Naive pattern searching is useful for small texts and does not require any pre-processing. It is also known as the "brute force" approach to pattern searching. 



Time complexity 
The worst-case time complexity of the algorithm is O(m*(n-m+1)), where m is the length of the pattern and n is the length of the text.


Leetcode questions

Easy: Implement strStr() - Implement the strStr() function to find the first occurrence of a substring in a given string using the naive algorithm. (https://leetcode.com/problems/implement-strstr/)


Easy: Repeated Substring Pattern - Given a string, check if it can be constructed by repeating a substring. (https://leetcode.com/problems/repeated-substring-pattern/)

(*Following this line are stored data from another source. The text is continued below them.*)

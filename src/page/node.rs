//! Node codec (C2).
//!
//! A node is the in-RAM form of whatever is stored in one page: an ordered
//! array of entries plus the count. `serialize`/`deserialize` are the only
//! place that knows the on-disk byte layout from §6; everything above this
//! module (tree algorithms, buffers) works with `Node`/`Entry` values.

use crate::config::TreeKind;
use crate::geometry::BBox;

/// `nofentries` value written for a page holding no live node (§4.2, §6).
pub const TOMBSTONE: u32 = 0xFFFF_FFFF;

/// One entry in a node. `pointer` is an external object id in a leaf, or a
/// child page id in an internal node. `lhv` is only ever `Some` for Hilbert
/// R-tree internal entries (§3).
#[derive(Debug, Clone, PartialEq)]
pub struct Entry {
    pub pointer: i32,
    pub bbox: BBox,
    pub lhv: Option<u64>,
}

impl Entry {
    pub fn new(pointer: i32, bbox: BBox) -> Self {
        Self {
            pointer,
            bbox,
            lhv: None,
        }
    }

    pub fn with_lhv(pointer: i32, bbox: BBox, lhv: u64) -> Self {
        Self {
            pointer,
            bbox,
            lhv: Some(lhv),
        }
    }
}

/// One page's worth of entries. Leaf/internal is not tagged on the node
/// itself; it is implied by the height at which the page is visited (height
/// 0 is always a leaf), matching §3.
#[derive(Debug, Clone, PartialEq, Default)]
pub struct Node {
    pub entries: Vec<Entry>,
}

impl Node {
    pub fn new(entries: Vec<Entry>) -> Self {
        Self { entries }
    }

    pub fn empty() -> Self {
        Self {
            entries: Vec::new(),
        }
    }

    pub fn nofentries(&self) -> usize {
        self.entries.len()
    }

    /// Union of every entry's bbox, used by AdjustTree to recompute a
    /// parent's bbox after a child node changes (§4.5).
    pub fn bbox_union(&self) -> Option<BBox> {
        crate::geometry::union_all(self.entries.iter().map(|e| &e.bbox))
    }

    fn carries_lhv(tree_kind: TreeKind, height: i32) -> bool {
        tree_kind == TreeKind::HilbertRTree && height > 0
    }

    /// Bytes needed to store `nofentries` entries of this shape (§4.2).
    pub fn byte_size(dims: usize, tree_kind: TreeKind, height: i32, nofentries: usize) -> usize {
        let entry_size = Self::entry_size(dims, tree_kind, height);
        4 + nofentries * entry_size
    }

    pub fn entry_size(dims: usize, tree_kind: TreeKind, height: i32) -> usize {
        let base = 4 + 2 * dims * 8;
        if Self::carries_lhv(tree_kind, height) {
            base + 8
        } else {
            base
        }
    }

    /// Serializes `self` into `buf`, which must be at least `byte_size(..)`
    /// long; unused tail bytes are left untouched (callers pad pages with
    /// zeroes before reuse).
    pub fn serialize(&self, buf: &mut [u8], dims: usize, tree_kind: TreeKind, height: i32) {
        let has_lhv = Self::carries_lhv(tree_kind, height);
        let mut off = 0usize;
        buf[off..off + 4].copy_from_slice(&(self.entries.len() as u32).to_le_bytes());
        off += 4;
        for e in &self.entries {
            buf[off..off + 4].copy_from_slice(&e.pointer.to_le_bytes());
            off += 4;
            for i in 0..dims {
                buf[off..off + 8].copy_from_slice(&e.bbox.min[i].to_le_bytes());
                off += 8;
            }
            for i in 0..dims {
                buf[off..off + 8].copy_from_slice(&e.bbox.max[i].to_le_bytes());
                off += 8;
            }
            if has_lhv {
                let lhv = e.lhv.unwrap_or(0);
                buf[off..off + 8].copy_from_slice(&lhv.to_le_bytes());
                off += 8;
            }
        }
    }

    /// Serializes a tombstone page (`nofentries == 0xFFFFFFFF`).
    pub fn serialize_tombstone(buf: &mut [u8]) {
        buf[0..4].copy_from_slice(&TOMBSTONE.to_le_bytes());
    }

    /// Deserializes a page buffer. Returns `None` for a tombstone page;
    /// callers treat that as "no live node at this page" (§4.2).
    pub fn deserialize(buf: &[u8], dims: usize, tree_kind: TreeKind, height: i32) -> Option<Node> {
        let has_lhv = Self::carries_lhv(tree_kind, height);
        let mut off = 0usize;
        let nofentries = u32::from_le_bytes(buf[off..off + 4].try_into().unwrap());
        off += 4;
        if nofentries == TOMBSTONE {
            return None;
        }
        let mut entries = Vec::with_capacity(nofentries as usize);
        for _ in 0..nofentries {
            let pointer = i32::from_le_bytes(buf[off..off + 4].try_into().unwrap());
            off += 4;
            let mut min = vec![0.0f64; dims];
            for i in 0..dims {
                min[i] = f64::from_le_bytes(buf[off..off + 8].try_into().unwrap());
                off += 8;
            }
            let mut max = vec![0.0f64; dims];
            for i in 0..dims {
                max[i] = f64::from_le_bytes(buf[off..off + 8].try_into().unwrap());
                off += 8;
            }
            let lhv = if has_lhv {
                let v = u64::from_le_bytes(buf[off..off + 8].try_into().unwrap());
                off += 8;
                Some(v)
            } else {
                None
            };
            entries.push(Entry {
                pointer,
                bbox: BBox::new(min, max),
                lhv,
            });
        }
        Some(Node { entries })
    }
}

#[cfg(test)]
mod tests {
    use super::*;

    fn bbox(a: f64, b: f64) -> BBox {
        BBox::new(vec![a, a], vec![b, b])
    }

    #[test]
    fn round_trips_a_leaf_node() {
        let node = Node::new(vec![Entry::new(1, bbox(0.0, 1.0)), Entry::new(2, bbox(2.0, 3.0))]);
        let size = Node::byte_size(2, TreeKind::RTree, 0, node.nofentries());
        let mut buf = vec![0u8; size];
        node.serialize(&mut buf, 2, TreeKind::RTree, 0);
        let back = Node::deserialize(&buf, 2, TreeKind::RTree, 0).unwrap();
        assert_eq!(back, node);
    }

    #[test]
    fn round_trips_a_hilbert_internal_node_with_lhv() {
        let node = Node::new(vec![
            Entry::with_lhv(10, bbox(0.0, 1.0), 5),
            Entry::with_lhv(11, bbox(2.0, 3.0), 42),
        ]);
        let size = Node::byte_size(2, TreeKind::HilbertRTree, 1, node.nofentries());
        let mut buf = vec![0u8; size];
        node.serialize(&mut buf, 2, TreeKind::HilbertRTree, 1);
        let back = Node::deserialize(&buf, 2, TreeKind::HilbertRTree, 1).unwrap();
        assert_eq!(back, node);
    }

    #[test]
    fn tombstone_deserializes_to_none() {
        let mut buf = vec![0u8; 64];
        Node::serialize_tombstone(&mut buf);
        assert!(Node::deserialize(&buf, 2, TreeKind::RTree, 0).is_none());
    }
}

Medium: Longest Duplicate Substring - Given a string, find the longest substring that occurs at least twice in the string. (https://leetcode.com/problems/longest-duplicate-substring/)


Hard: Shortest Palindrome - Given a string, add the minimum number of characters to it to make it a palindrome. (https://leetcode.com/problems/shortest-palindrome/)


Hard: Longest Chunked Palindrome Decomposition - Given a string, find the maximum number of non-overlapping substrings that can be grouped into a palindrome. (https://leetcode.com/problems/longest-chunked-palindrome-decomposition/)


Rabin-Karp algorithm

The Rabin-Karp algorithm is a string-searching algorithm that uses hashing to find patterns in strings. It is used to find all occurrences of a pattern in a given text.

Preprocessing: The Rabin-Karp algorithm first computes the hash value of the pattern and the first substring of the text that is the same length as the pattern. This is done using a rolling hash function that updates the hash value of the substring in constant time as it slides across the text.

Searching: The algorithm then compares the hash value of the pattern to the hash value of each substring of the text that is the same length as the pattern. If the hash values match, the algorithm compares the pattern to the substring character by character to confirm the match.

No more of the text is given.